Testicular cancer is the most common malignancy in young men aged 15-35 years. [2] It usually presents as a palpable solid . [3] Although not considered the standard of care, partial orchiectomy is being used with increasing frequency for management of this disease. While preservation of viable testicular tissue can be helpful in avoiding the need for androgen supplementation, it may also lead to the need for further treatment, including chemotherapy or radiation. [4]

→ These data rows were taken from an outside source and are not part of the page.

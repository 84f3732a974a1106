use clap::{ArgAction, Parser, ValueEnum};
use dilemmalib::{
    error::{DilemmaError, Result},
    formats::{csv::Csv, text::Text, xml::Xml},
    model::InputData,
    strategy::{brute_force::BruteForceStrategy, recursive::RecursiveStrategy},
    traits::{ReadInput, Strategy, WriteSolution},
};
use std::fs::File;
use std::io::{self, BufReader, Write};
use tracing_subscriber::EnvFilter;

#[derive(Copy, Clone, Debug, ValueEnum)]
enum Fmt {
    Text,
    Csv,
    Xml,
}

#[derive(Copy, Clone, Debug, ValueEnum)]
enum Algo {
    Recursive,
    BruteForce,
}

#[derive(Parser, Debug)]
#[command(
    name = "dilemma",
    version,
    about = "Поиск ожидаемых платежей, сумма которых равна банковскому переводу"
)]
struct Cli {
    /// Входной файл (по умолчанию stdin)
    #[arg(short = 'i', long = "input")]
    input: Option<String>,

    /// Выходной файл (по умолчанию stdout)
    #[arg(short = 'o', long = "output")]
    output: Option<String>,

    /// Формат входа
    #[arg(long = "in-format", value_enum, default_value = "text")]
    in_format: Fmt,

    /// Формат выхода
    #[arg(long = "out-format", value_enum, default_value = "text")]
    out_format: Fmt,

    /// Алгоритм поиска
    #[arg(long = "strategy", value_enum, default_value = "recursive")]
    strategy: Algo,

    /// Не отсекать ветки даже при неотрицательных суммах
    #[arg(long = "no-pruning")]
    no_pruning: bool,

    /// Не проверять заранее одиночный платёж, равный переводу
    #[arg(long = "no-shortcut")]
    no_shortcut: bool,

    /// Подробнее логировать (-v, -vv, -vvv)
    #[arg(short = 'v', long = "verbose", action = ArgAction::Count)]
    verbose: u8,
}

fn init_logging(verbose: u8) {
    let default = match verbose {
        0 => "warn",
        1 => "info",
        2 => "debug",
        _ => "trace",
    };
    // RUST_LOG имеет приоритет над -v
    let filter = EnvFilter::try_from_default_env().unwrap_or_else(|_| EnvFilter::new(default));
    tracing_subscriber::fmt()
        .with_env_filter(filter)
        .with_writer(io::stderr)
        .init();
}

fn main() -> Result<()> {
    let cli = Cli::parse();
    init_logging(cli.verbose);

    // reader
    let reader: Box<dyn io::Read> = match &cli.input {
        Some(path) => Box::new(File::open(path)?),
        None => Box::new(io::stdin()),
    };
    let br = BufReader::new(reader);

    let input: InputData = match cli.in_format {
        Fmt::Text => Text::read(br),
        Fmt::Csv => Csv::read(br),
        Fmt::Xml => Xml::read(br),
    }?;

    let solution = match cli.strategy {
        Algo::Recursive => RecursiveStrategy::new()
            .with_pruning(!cli.no_pruning)
            .with_shortcut(!cli.no_shortcut)
            .find_solution(&input),
        Algo::BruteForce => BruteForceStrategy.find_solution(&input),
    }?;

    match &solution {
        Some(s) => tracing::info!(items = s.len(), "solution found"),
        None => tracing::info!("no subset matches the transfer"),
    }

    // writer
    let mut writer: Box<dyn Write> = match &cli.output {
        Some(path) => Box::new(File::create(path)?),
        None => Box::new(io::stdout()),
    };

    match cli.out_format {
        Fmt::Text => Text::write(&mut writer, solution.as_ref()),
        Fmt::Csv => Csv::write(&mut writer, solution.as_ref()),
        Fmt::Xml => Xml::write(&mut writer, solution.as_ref()),
    }?;

    writer.flush().map_err(DilemmaError::from)
}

The first reported partial orchiectomy for testicular cancer was performed by Richie in the United States in 1984. [5] Since this time, multiple other reports have been made and have led to an increase in interest in this testis-sparing technique.

Testicular cancer treatment can lead to a multitude of medical morbidities, including infertility, disfigurement, and need for hormone replacement therapy. Partial orchiectomy can alleviate this burden in select cases.

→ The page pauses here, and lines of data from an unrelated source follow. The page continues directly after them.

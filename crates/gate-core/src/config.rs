//! Agent configuration: bind address, client version, channel range,
//! class declarations, and uberdogs.
//!
//! Loaded once from a JSON file at startup; every field has a default so a
//! minimal deployment can start from `{}`.

use std::path::Path;

use serde::Deserialize;
use thiserror::Error;

use crate::channel::Channel;
use crate::dclass::ClassConfig;
use crate::uberdog::UberdogConfig;

/// Default client-facing bind address.
pub const DEFAULT_BIND: &str = "0.0.0.0:7198";

/// Default server version string matched against CLIENT_HELLO.
pub const DEFAULT_VERSION: &str = "dev";

/// Identity-channel range handed to the allocator.
#[derive(Debug, Clone, Copy, Deserialize)]
#[serde(deny_unknown_fields)]
pub struct ChannelRange {
    pub min: Channel,
    pub max: Channel,
}

impl Default for ChannelRange {
    fn default() -> Self {
        Self { min: 0, max: 0 }
    }
}

/// Top-level agent configuration.
#[derive(Debug, Clone, Deserialize)]
#[serde(default, deny_unknown_fields)]
pub struct AgentConfig {
    /// `host:port` the acceptor binds.
    pub bind: String,

    /// Version string clients must present.
    pub version: String,

    /// Identity channel range.
    pub channels: ChannelRange,

    /// Distributed class declarations, in hash order.
    pub classes: Vec<ClassConfig>,

    /// Well-known objects.
    pub uberdogs: Vec<UberdogConfig>,

    /// Optional UDP address of the event logger.
    pub eventlogger: Option<String>,
}

impl Default for AgentConfig {
    fn default() -> Self {
        Self {
            bind: DEFAULT_BIND.to_string(),
            version: DEFAULT_VERSION.to_string(),
            channels: ChannelRange::default(),
            classes: Vec::new(),
            uberdogs: Vec::new(),
            eventlogger: None,
        }
    }
}

/// Errors raised while loading configuration.
#[derive(Debug, Error)]
pub enum ConfigError {
    #[error("failed to read config file {path}: {source}")]
    Io {
        path: String,
        #[source]
        source: std::io::Error,
    },

    #[error("failed to parse config file {path}: {source}")]
    Parse {
        path: String,
        #[source]
        source: serde_json::Error,
    },
}

impl AgentConfig {
    /// Loads configuration from a JSON file.
    pub fn load(path: impl AsRef<Path>) -> Result<Self, ConfigError> {
        let path = path.as_ref();
        let text = std::fs::read_to_string(path).map_err(|source| ConfigError::Io {
            path: path.display().to_string(),
            source,
        })?;
        serde_json::from_str(&text).map_err(|source| ConfigError::Parse {
            path: path.display().to_string(),
            source,
        })
    }
}

#[cfg(test)]
mod tests {
    use super::*;

    #[test]
    fn test_defaults_from_empty_object() {
        let cfg: AgentConfig = serde_json::from_str("{}").unwrap();
        assert_eq!(cfg.bind, DEFAULT_BIND);
        assert_eq!(cfg.version, DEFAULT_VERSION);
        assert_eq!(cfg.channels.min, 0);
        assert_eq!(cfg.channels.max, 0);
        assert!(cfg.classes.is_empty());
        assert!(cfg.uberdogs.is_empty());
        assert!(cfg.eventlogger.is_none());
    }

    #[test]
    fn test_full_config_parses() {
        let cfg: AgentConfig = serde_json::from_str(
            r#"{
                "bind": "127.0.0.1:7199",
                "version": "v1",
                "channels": {"min": 1000, "max": 1999},
                "classes": [
                    {"name": "LoginManager", "fields": [
                        {"name": "login", "type": "string", "keywords": ["clsend"]}
                    ]}
                ],
                "uberdogs": [
                    {"id": 100, "class": "LoginManager", "anonymous": true}
                ],
                "eventlogger": "127.0.0.1:7197"
            }"#,
        )
        .unwrap();

        assert_eq!(cfg.bind, "127.0.0.1:7199");
        assert_eq!(cfg.version, "v1");
        assert_eq!(cfg.channels.min, 1000);
        assert_eq!(cfg.channels.max, 1999);
        assert_eq!(cfg.classes.len(), 1);
        assert_eq!(cfg.uberdogs.len(), 1);
        assert!(cfg.uberdogs[0].anonymous);
        assert_eq!(cfg.eventlogger.as_deref(), Some("127.0.0.1:7197"));
    }

    #[test]
    fn test_unknown_key_rejected() {
        let err = serde_json::from_str::<AgentConfig>(r#"{"bindd": "x"}"#);
        assert!(err.is_err());
    }
}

In 2012, the American Cancer Society estimates that 8590 cases of testicular cancer will be diagnosed in men in the United States. [6] The annual incidence of testicular cancer ranges from 3-6 per 100,000 males.

The following are risk factors for testicular cancer:

Seven to ten percent of men who develop testicular cancer have a history of cryptorchidism. [2]

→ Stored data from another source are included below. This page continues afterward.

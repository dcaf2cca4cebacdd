//! gate-core - Shared domain types for the gate client agent
//!
//! This crate provides the types shared between the wire crate and the
//! daemon: the channel space, the per-client channel allocator, the
//! distributed-class registry, interests and their in-flight operations,
//! projection entries, uberdogs, and configuration.
//!
//! Nothing here performs I/O; sessions own their mutable state and share
//! these registries read-only.

pub mod allocator;
pub mod channel;
pub mod config;
pub mod dclass;
pub mod interest;
pub mod object;
pub mod uberdog;

// Re-exports for convenience
pub use allocator::ChannelAllocator;
pub use channel::{location_channel, Channel, DoId, Zone, BCHAN_CLIENTS};
pub use config::{AgentConfig, ChannelRange, ConfigError};
pub use dclass::{ClassConfig, ClassRegistry, DcClass, DcError, DcField, FieldConfig, FieldType};
pub use interest::{Interest, InterestOperation};
pub use object::DistributedObject;
pub use uberdog::{Uberdog, UberdogConfig, UberdogError, UberdogRegistry};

Gonadal dysgenesis is a risk factor.

Male factor infertility is a risk factor. [7]

Testicular cancer is 5 times more common in white males than in black males.

Age is a risk factor, with more than half of all testicular cancers being diagnosed between the ages of 20 and 34 years.

Genetic influences on the short arm of chromosome 12 appear to lead to the development of testicular cancer. This influence is hypothesized to induce abnormal cell division and malignant transformation of germ cells, leading to carcinoma. The exact mechanism of this development is yet to be determined.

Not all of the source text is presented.